# Mountain West, Conf USA, Atlantic 10, Miss Valley top 10



## SheriffKilla (Jan 1, 2004)

This list might be missing some guys because I havent seen everyone
Also Aaric Murray from LaSalle is intruguing but I havent seen him at all (about to search the net for highlights after this post)

1. Andrew Nicholson .. St Bonaventure.... 
2. Damian Saunders .. Duquesne... 
3. Jordan Eglseder .. Northern Iowa
4. Jerome Jordan .. Tulsa
5. Billly White .. San Diego State
6. Chris Wright .. Dayton
7. Jeremy Wise .. Southern Miss
8. Damian Hollis .. George Washington
9. Darrius Morrow .. East Carolina
10. Aubrey Coleman .. Houston

feel free to ask questions if you arent sure who some of these guys are...


----------



## HB (May 1, 2004)

I figure you have the mid majors all lumped together

Well in that case Larry Sanders of VCU in the CAA is probably a top 5 prospect in that category, maybe number 1.


----------



## SheriffKilla (Jan 1, 2004)

thats on my next thread... got 2 left in my little series, lol


----------



## HKF (Dec 10, 2002)

Chris Wright should be higher and the big kid from Northern Iowa is not an NBA prospect, with his upside being at best an Aaron Gray.
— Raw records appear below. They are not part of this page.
//! # Commands
//!
//! One module per CLI subcommand. Each loads its inputs from disk, runs the
//! [`CheckoutService`] and returns the text to print.
//!
//! ```text
//! commands/
//! ├── mod.rs     ◄─── File loading shared by commands
//! ├── catalog.rs ◄─── `malha teams`, `malha leagues`
//! ├── quote.rs   ◄─── `malha quote`
//! └── order.rs   ◄─── `malha checkout`, `malha orders`
//! ```

pub mod catalog;
pub mod order;
pub mod quote;

use std::collections::HashMap;
use std::path::Path;
use std::sync::Arc;

use anyhow::Context;
use serde::de::DeserializeOwned;

use crate::cli::CartSource;
use crate::config::StorefrontConfig;
use crate::services::{CartRequest, CheckoutService};
use malha_core::Order;
use malha_store::{AddressHint, Catalog, InMemoryStore, StaticAddressBook};

/// The service every command runs against.
pub type LocalCheckout = CheckoutService<InMemoryStore, StaticAddressBook>;

fn load_json<T: DeserializeOwned>(path: &Path, what: &str) -> anyhow::Result<T> {
    let raw = std::fs::read_to_string(path)
        .with_context(|| format!("cannot read {} file {}", what, path.display()))?;
    serde_json::from_str(&raw).with_context(|| format!("invalid {} file {}", what, path.display()))
}

/// Loads the catalog, the CEP table and earlier orders into a fresh service.
fn open_service(
    catalog: &Path,
    addresses: Option<&Path>,
    orders: Vec<Order>,
    config: StorefrontConfig,
) -> anyhow::Result<LocalCheckout> {
    let catalog = Catalog::from_path(catalog)
        .with_context(|| format!("cannot load catalog file {}", catalog.display()))?;

    let book = match addresses {
        Some(path) => {
            let table: HashMap<String, AddressHint> = load_json(path, "address")?;
            table
                .into_iter()
                .fold(StaticAddressBook::new(), |book, (cep, hint)| {
                    book.with_entry(&cep, hint)
                })
        }
        None => StaticAddressBook::new(),
    };

    Ok(CheckoutService::new(
        Arc::new(InMemoryStore::new(catalog).with_orders(orders)),
        Arc::new(book),
        config,
    ))
}

/// Orders from earlier runs. A missing log means none yet.
fn load_orders(path: &Path) -> anyhow::Result<Vec<Order>> {
    if !path.exists() {
        return Ok(Vec::new());
    }
    load_json(path, "order log")
}

fn save_orders(path: &Path, orders: &[Order]) -> anyhow::Result<()> {
    let json = serde_json::to_string_pretty(orders)?;
    std::fs::write(path, json)
        .with_context(|| format!("cannot write order log {}", path.display()))
}

fn load_cart(source: &CartSource) -> anyhow::Result<Vec<CartRequest>> {
    load_json(&source.cart, "cart")
}


#[cfg(test)]
mod tests {
    use super::*;

    #[test]
    fn test_missing_file_names_path() {
        let err = load_json::<Catalog>(Path::new("/nonexistent/catalog.json"), "catalog")
            .unwrap_err();
        assert!(err.to_string().contains("/nonexistent/catalog.json"));
    }

    #[test]
    fn test_invalid_json_is_reported() {
        let (_dir, paths) = fixtures::write(&[("cart.json", "[{\"teamId\": ")]);
        let err = load_json::<Vec<CartRequest>>(&paths[0], "cart").unwrap_err();
        assert!(err.to_string().starts_with("invalid cart file"));
    }

    #[tokio::test]
    async fn test_open_service_with_addresses() {
        use malha_store::AddressLookup;

        let (_dir, paths) = fixtures::write(&[
            ("catalog.json", fixtures::CATALOG),
            ("addresses.json", fixtures::ADDRESSES),
        ]);
        let service = open_service(
            &paths[0],
            Some(&paths[1]),
            Vec::new(),
            StorefrontConfig::default(),
        )
        .unwrap();

        let hint = service.addresses().lookup("20271130").await.unwrap();
        assert_eq!(hint.map(|h| h.city).as_deref(), Some("Rio de Janeiro"));
    }

    #[test]
    fn test_open_service_missing_catalog() {
        let err = open_service(
            Path::new("/nonexistent/catalog.json"),
            None,
            Vec::new(),
            StorefrontConfig::default(),
        )
        .err()
        .unwrap();
        assert_eq!(
            err.to_string(),
            "cannot load catalog file /nonexistent/catalog.json"
        );
    }

    #[test]
    fn test_open_service_rejects_negative_price() {
        let (_dir, paths) = fixtures::write(&[(
            "catalog.json",
            r#"{"teams": [{"id": 3, "name": "Vasco 2024", "leagueId": 1, "listPrice": -1}]}"#,
        )]);

        let err = open_service(&paths[0], None, Vec::new(), StorefrontConfig::default())
            .err()
            .unwrap();
        let chain = format!("{:#}", err);
        assert!(chain.contains("team 3 (Vasco 2024)"), "{}", chain);
    }

    #[test]
    fn test_order_log_missing_file_is_empty() {
        let (dir, _) = fixtures::write(&[]);
        let orders = load_orders(&dir.path().join("orders.json")).unwrap();
        assert!(orders.is_empty());
    }
}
He's just too big and lumbering.


----------



## SheriffKilla (Jan 1, 2004)

he looked sort of dominant against all those 6'7 center so i figured he do something in the NBA, i think he will be a pretty good center in the NBDL...
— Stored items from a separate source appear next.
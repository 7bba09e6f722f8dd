//! # Quote Command
//!
//! `malha quote` prints what the cart drawer would show.
//!
//! ```text
//! ┌────────────────────────────────────────────────┐
//! │  Malha Pro                                     │
//! │  1x Santos 2024 (P)                 R$ 20,00   │
//! │  2x Flamengo 2024 (M)               R$ 60,00   │
//! │  ────────────────────────────────────────────  │
//! │  Subtotal                           R$ 80,00   │
//! │  Desconto                          -R$ 20,00   │
//! │  Total                              R$ 60,00   │
//! │  Você ganhou 1 camisa de graça!                │
//! │  Adicione mais 2 camisas para finalizar.       │
//! └────────────────────────────────────────────────┘
//! ```

use tracing::debug;

use super::{load_cart, open_service};
use crate::cli::QuoteArgs;
use crate::config::StorefrontConfig;
use crate::services::{camisas, Quote};

/// Runs `malha quote` and returns the output.
pub async fn run(args: &QuoteArgs, config: StorefrontConfig) -> anyhow::Result<String> {
    debug!(catalog = %args.source.catalog.display(), cart = %args.source.cart.display(), "quote command");

    let service = open_service(&args.source.catalog, None, Vec::new(), config)?;
    let requests = load_cart(&args.source)?;
    let cart = service.build_cart(&requests).await?;
    let quote = service.quote(&cart);

    if args.source.json {
        return Ok(serde_json::to_string_pretty(&quote)?);
    }
    Ok(render(&quote, service.config()))
}

/// Plain-text cart summary.
pub fn render(quote: &Quote, config: &StorefrontConfig) -> String {
    let mut out = vec![config.store_name.clone()];

    for line in &quote.lines {
        let label = format!("{}x {} ({})", line.quantity, line.team_name, line.size);
        out.push(format!("  {:<34}{:>12}", label, line.line_total_display));
    }
    out.push(format!("  {}", "─".repeat(46)));
    out.push(format!("  {:<34}{:>12}", "Subtotal", quote.subtotal_display));
    if quote.totals.discount.is_positive() {
        out.push(format!("  {:<34}{:>12}", "Desconto", format!("-{}", quote.discount_display)));
    }
    out.push(format!("  {:<34}{:>12}", "Total", quote.total_display));

    if let Some(message) = &quote.free_items_message {
        out.push(format!("  {}", message));
    }
    if !quote.can_checkout {
        out.push(format!(
            "  Adicione mais {} para finalizar.",
            camisas(quote.items_missing)
        ));
    }
    out.join("\n")
}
I dont think too much of Chris Wright, he is really athletic but his potential to make an impact in the NBA is low


----------



## HB (May 1, 2004)

Wright is better than most players on that list, which might not be saying much.


----------



## MemphisX (Sep 11, 2002)

Elliot Williams?


----------



## SheriffKilla (Jan 1, 2004)

i dunno didnt see enough in Duke plus he has to sit a year out anyway, right?


----------



## MemphisX (Sep 11, 2002)

Nah, he got an exception to play this year.


----------



## SheriffKilla (Jan 1, 2004)

SheriffKilla said:


> This list might be missing some guys because I havent seen everyone
> Also Aaric Murray from LaSalle is intruguing but I havent seen him at all (about to search the net for highlights after this post)
> 
> 1. Andrew Nicholson .. St Bonaventure....
> ...


Well these are always tougher to make but I was pretty much off on every player, lol. Jerome Jordan did end up getting drafted, the other 4 guys to be drafted: Derrick Caracted, Darington Hobson and Jordan Crawford were all transfers and of course Hassan Whiteside was a freshman that came out of nowhere.
Can't be mad at myself for missing Whiteside but do make a mental note to give transfers more consideration when making these lists in the future.
Funny thing is when I look at the list, I have no idea who Darius Morrow is and know nothing about his game or even what position he plays. I'm sure I saw him play once or twice and he did some good things that I remembered when I made that list though.


----------



## king DE (Jan 11, 2011)

Dirk panning out lead directly to the nba's obsession with tall european players that could shoot.


----------



## Nimreitz (May 13, 2003)

King DE seems to have put his responses entirely in the wrong threads.


----------



## EpicFailGuy (Mar 5, 2010)

Please don't tell the Dayton fans you've ranked Wright that high. That will be the topic of conversation for weeks on the A-10 board (which is kinda like 4chan without the porn).


----------